● PROBLEM REQUIREMENTS
Pull every line containing the word "CmsCheck" from the records.

##### SOURCE DATA #####

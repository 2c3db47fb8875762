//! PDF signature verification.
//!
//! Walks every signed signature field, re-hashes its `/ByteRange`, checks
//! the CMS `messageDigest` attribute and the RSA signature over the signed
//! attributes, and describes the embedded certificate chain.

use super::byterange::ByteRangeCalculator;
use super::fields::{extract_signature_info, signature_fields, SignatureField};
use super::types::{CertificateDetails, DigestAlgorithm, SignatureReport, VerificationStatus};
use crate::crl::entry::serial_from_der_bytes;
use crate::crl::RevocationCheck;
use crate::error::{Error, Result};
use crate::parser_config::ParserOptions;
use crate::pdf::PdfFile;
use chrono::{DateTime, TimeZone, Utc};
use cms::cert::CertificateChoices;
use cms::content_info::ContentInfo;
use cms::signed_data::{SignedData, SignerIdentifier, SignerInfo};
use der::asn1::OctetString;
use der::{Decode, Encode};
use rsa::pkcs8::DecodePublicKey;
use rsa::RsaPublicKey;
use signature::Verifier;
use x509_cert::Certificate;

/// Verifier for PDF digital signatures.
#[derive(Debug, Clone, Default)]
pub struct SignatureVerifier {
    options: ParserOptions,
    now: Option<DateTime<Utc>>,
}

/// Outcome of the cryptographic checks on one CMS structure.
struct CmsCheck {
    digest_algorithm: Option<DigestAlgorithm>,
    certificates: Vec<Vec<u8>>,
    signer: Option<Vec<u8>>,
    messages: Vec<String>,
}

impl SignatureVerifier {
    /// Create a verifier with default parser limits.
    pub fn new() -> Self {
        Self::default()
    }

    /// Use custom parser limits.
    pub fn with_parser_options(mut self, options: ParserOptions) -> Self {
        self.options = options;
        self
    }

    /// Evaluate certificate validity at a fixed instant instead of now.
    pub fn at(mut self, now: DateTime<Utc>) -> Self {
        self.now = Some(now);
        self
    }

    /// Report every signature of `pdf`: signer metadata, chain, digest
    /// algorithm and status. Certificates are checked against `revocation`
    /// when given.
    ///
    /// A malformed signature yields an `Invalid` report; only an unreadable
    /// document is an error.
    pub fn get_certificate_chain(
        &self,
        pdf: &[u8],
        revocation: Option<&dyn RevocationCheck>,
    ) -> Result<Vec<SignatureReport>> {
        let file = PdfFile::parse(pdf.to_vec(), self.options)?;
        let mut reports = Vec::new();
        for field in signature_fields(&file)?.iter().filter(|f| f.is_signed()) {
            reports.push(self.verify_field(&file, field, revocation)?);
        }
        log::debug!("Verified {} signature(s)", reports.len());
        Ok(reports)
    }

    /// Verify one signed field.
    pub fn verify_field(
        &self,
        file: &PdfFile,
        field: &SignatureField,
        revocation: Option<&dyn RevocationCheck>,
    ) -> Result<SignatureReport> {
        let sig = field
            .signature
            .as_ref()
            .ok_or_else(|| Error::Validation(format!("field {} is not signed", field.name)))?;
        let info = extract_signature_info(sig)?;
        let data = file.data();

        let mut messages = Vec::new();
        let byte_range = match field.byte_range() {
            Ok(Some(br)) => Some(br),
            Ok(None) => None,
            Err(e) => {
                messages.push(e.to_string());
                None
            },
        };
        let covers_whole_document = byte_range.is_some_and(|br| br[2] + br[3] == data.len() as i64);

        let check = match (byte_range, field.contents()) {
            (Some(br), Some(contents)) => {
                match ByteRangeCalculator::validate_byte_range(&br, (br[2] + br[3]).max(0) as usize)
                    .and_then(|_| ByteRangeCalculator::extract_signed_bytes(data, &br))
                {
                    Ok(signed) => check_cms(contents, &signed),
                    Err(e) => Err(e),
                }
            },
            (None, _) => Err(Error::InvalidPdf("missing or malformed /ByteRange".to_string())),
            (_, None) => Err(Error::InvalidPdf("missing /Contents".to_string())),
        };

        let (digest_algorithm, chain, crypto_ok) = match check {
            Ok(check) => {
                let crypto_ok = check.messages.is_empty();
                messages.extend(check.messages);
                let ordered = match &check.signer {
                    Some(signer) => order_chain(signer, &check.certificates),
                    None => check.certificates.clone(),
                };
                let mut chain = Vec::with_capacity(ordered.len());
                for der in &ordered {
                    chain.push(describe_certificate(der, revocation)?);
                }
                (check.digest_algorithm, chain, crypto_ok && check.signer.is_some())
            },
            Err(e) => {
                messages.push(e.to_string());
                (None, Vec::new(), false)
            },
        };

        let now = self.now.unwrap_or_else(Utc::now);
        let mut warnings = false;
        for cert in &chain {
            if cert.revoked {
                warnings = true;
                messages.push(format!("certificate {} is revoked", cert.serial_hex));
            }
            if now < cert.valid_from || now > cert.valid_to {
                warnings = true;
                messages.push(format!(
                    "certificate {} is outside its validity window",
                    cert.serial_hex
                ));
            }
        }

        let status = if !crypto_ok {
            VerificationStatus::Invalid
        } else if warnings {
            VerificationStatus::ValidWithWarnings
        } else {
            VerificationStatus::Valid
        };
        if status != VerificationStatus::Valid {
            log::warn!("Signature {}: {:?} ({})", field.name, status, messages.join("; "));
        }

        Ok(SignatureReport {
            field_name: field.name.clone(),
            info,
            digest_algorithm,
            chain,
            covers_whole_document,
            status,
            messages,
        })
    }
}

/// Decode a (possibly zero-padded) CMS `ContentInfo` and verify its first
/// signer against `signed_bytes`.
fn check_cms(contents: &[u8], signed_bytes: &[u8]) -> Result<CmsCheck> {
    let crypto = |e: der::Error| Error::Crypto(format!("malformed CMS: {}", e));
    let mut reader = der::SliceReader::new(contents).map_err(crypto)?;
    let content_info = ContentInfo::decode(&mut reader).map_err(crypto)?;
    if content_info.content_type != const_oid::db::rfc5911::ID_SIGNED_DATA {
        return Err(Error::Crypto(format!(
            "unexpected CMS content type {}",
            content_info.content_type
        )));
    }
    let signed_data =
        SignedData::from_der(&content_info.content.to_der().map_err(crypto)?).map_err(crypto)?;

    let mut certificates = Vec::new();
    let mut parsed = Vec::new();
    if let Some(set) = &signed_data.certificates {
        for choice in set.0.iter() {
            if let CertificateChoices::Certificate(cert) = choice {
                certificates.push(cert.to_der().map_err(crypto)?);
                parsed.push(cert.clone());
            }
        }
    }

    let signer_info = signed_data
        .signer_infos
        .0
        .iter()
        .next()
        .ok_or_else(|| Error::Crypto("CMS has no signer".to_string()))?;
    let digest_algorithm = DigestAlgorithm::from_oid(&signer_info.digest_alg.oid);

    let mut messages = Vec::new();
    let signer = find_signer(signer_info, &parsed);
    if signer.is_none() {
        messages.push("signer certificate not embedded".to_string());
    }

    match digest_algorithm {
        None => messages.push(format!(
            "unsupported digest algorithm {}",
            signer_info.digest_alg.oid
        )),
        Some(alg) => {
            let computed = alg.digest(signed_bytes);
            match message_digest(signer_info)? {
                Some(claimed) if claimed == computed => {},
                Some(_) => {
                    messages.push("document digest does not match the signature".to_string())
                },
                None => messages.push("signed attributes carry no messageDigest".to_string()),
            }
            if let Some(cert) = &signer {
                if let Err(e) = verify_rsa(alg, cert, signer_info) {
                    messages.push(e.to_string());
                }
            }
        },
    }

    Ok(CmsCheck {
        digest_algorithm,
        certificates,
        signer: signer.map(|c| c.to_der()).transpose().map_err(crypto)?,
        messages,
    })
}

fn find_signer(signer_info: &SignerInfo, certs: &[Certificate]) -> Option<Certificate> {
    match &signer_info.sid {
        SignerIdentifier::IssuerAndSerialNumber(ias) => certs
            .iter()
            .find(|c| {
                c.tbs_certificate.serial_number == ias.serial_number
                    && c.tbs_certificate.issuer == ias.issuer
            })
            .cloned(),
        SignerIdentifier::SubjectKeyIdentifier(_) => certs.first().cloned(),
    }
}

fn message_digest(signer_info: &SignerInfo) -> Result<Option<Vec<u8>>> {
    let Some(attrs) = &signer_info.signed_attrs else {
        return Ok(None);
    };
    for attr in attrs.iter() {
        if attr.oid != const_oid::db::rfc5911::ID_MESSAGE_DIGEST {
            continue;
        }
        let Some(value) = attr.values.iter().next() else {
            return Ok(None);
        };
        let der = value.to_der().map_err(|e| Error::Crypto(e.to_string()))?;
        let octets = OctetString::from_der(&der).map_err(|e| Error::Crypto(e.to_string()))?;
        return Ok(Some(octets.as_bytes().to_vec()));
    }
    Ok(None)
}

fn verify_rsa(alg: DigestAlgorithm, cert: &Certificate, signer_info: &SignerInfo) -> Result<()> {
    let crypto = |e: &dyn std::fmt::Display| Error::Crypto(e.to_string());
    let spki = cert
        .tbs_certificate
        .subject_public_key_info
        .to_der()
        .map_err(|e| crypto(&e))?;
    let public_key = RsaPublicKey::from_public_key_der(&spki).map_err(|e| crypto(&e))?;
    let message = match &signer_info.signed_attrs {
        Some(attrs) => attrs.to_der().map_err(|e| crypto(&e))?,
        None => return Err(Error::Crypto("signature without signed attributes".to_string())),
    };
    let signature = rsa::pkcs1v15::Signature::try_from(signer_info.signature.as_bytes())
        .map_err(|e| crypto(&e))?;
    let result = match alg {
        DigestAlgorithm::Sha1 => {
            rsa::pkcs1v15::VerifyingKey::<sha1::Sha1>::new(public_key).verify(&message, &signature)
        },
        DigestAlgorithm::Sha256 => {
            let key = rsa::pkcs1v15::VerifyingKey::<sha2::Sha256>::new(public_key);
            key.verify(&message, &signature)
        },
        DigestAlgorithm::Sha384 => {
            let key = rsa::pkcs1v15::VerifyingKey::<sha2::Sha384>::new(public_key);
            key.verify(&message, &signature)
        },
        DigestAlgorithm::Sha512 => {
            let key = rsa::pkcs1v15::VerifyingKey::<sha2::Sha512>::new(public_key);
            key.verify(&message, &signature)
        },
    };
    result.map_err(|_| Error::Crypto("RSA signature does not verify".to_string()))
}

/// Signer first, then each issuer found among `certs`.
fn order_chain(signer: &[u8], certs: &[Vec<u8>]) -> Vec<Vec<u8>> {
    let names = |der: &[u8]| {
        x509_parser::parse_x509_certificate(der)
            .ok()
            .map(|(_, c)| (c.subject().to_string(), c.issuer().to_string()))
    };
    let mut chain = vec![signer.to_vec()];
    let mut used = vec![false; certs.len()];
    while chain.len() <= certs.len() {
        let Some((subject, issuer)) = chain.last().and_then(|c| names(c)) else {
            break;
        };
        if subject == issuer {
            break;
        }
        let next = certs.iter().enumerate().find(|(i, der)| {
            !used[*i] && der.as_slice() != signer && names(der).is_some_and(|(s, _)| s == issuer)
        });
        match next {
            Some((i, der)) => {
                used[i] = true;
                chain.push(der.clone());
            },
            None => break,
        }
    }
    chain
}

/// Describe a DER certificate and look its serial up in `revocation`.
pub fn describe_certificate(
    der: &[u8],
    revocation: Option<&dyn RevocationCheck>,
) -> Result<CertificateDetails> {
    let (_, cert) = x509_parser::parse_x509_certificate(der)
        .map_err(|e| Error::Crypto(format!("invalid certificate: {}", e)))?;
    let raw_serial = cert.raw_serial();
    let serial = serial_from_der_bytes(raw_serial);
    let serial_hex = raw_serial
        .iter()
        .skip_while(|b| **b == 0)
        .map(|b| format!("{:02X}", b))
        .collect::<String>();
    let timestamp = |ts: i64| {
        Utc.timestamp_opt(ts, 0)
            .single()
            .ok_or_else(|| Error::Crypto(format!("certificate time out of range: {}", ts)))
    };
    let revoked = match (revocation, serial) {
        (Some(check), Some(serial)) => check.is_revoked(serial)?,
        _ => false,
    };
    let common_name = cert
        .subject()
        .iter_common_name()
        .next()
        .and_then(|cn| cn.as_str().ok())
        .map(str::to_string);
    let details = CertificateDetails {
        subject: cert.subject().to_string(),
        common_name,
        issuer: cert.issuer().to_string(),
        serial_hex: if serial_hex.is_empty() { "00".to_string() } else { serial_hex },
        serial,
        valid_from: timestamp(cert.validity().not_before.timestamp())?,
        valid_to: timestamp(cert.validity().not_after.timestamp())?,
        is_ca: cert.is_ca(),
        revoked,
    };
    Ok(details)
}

#####
##### SOURCE DATA #####

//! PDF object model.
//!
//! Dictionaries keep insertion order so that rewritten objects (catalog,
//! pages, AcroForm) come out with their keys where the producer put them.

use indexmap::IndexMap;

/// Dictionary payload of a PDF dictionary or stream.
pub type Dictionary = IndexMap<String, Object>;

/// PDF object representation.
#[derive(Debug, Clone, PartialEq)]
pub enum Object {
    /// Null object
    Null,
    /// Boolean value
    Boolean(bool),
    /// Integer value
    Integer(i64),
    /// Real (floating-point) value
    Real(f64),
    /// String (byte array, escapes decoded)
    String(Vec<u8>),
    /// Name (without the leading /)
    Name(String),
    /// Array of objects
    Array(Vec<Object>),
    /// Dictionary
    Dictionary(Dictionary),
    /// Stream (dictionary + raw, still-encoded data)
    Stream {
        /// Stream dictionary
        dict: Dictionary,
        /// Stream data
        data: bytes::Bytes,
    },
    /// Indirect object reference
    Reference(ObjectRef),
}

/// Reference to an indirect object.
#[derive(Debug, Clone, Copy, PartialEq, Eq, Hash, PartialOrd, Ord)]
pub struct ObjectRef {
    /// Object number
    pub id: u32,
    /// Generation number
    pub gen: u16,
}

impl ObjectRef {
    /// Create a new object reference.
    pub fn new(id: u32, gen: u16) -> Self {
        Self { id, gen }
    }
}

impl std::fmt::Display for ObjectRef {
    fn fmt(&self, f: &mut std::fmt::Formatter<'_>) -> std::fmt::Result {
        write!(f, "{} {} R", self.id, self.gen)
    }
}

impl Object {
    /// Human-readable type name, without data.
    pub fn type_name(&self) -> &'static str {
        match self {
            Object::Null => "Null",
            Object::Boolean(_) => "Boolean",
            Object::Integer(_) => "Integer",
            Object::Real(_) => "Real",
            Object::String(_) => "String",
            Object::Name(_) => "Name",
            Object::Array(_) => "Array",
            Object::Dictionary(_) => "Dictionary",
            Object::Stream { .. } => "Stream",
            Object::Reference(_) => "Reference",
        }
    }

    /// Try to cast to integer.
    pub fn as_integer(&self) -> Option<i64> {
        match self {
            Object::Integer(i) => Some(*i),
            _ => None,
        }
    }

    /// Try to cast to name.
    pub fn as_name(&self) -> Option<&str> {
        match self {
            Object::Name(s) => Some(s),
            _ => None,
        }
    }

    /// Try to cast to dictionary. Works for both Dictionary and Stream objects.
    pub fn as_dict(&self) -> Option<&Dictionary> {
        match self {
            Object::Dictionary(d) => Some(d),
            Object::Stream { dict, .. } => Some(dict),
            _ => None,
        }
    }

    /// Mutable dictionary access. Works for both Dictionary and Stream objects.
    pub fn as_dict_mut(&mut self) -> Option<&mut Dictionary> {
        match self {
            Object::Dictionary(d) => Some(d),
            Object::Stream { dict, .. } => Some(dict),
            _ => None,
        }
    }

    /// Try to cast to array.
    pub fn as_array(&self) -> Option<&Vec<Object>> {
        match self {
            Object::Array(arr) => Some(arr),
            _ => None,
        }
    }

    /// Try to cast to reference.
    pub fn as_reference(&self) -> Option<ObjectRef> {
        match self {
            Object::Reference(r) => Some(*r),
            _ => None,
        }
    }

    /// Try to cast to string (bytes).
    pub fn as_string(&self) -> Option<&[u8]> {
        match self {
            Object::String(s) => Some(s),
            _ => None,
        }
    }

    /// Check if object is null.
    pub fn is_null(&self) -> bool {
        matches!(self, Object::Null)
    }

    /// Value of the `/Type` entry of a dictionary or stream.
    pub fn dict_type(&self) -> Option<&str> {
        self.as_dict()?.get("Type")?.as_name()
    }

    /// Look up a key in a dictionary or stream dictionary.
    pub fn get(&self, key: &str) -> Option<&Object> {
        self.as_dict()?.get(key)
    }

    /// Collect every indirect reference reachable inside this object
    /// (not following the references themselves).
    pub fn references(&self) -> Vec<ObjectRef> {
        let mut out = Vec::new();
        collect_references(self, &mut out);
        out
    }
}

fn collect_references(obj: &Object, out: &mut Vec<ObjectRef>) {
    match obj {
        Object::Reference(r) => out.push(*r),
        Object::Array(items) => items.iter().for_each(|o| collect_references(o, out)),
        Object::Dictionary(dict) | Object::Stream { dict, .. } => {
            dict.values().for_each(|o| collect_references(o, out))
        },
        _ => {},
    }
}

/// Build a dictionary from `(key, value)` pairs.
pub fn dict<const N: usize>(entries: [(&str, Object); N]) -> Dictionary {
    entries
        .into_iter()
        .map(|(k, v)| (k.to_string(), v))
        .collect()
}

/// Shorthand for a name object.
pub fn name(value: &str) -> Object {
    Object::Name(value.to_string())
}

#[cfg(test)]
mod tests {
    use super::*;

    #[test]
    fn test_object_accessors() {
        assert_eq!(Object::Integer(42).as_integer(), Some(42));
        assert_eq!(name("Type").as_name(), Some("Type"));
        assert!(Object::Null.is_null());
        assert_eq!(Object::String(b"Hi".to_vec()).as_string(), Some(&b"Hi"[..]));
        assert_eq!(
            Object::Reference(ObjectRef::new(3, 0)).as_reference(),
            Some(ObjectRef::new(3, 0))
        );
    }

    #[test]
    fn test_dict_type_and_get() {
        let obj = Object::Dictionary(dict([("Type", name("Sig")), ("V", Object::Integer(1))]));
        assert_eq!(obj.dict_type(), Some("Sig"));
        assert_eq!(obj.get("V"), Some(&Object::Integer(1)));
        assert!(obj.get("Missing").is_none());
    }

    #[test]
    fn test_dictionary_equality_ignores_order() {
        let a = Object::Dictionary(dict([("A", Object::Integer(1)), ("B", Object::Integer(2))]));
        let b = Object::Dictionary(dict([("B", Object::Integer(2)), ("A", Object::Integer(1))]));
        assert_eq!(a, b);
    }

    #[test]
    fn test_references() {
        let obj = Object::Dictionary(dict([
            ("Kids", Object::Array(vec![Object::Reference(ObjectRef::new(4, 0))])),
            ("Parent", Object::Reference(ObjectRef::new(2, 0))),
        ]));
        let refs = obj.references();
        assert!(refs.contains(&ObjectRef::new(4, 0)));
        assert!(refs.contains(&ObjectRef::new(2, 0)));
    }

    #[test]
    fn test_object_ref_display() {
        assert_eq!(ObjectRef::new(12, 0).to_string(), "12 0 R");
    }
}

#####

● ANSWER BELOW
struct CmsCheck {
fn check_cms(contents: &[u8], signed_bytes: &[u8]) -> Result<CmsCheck> {
    Ok(CmsCheck {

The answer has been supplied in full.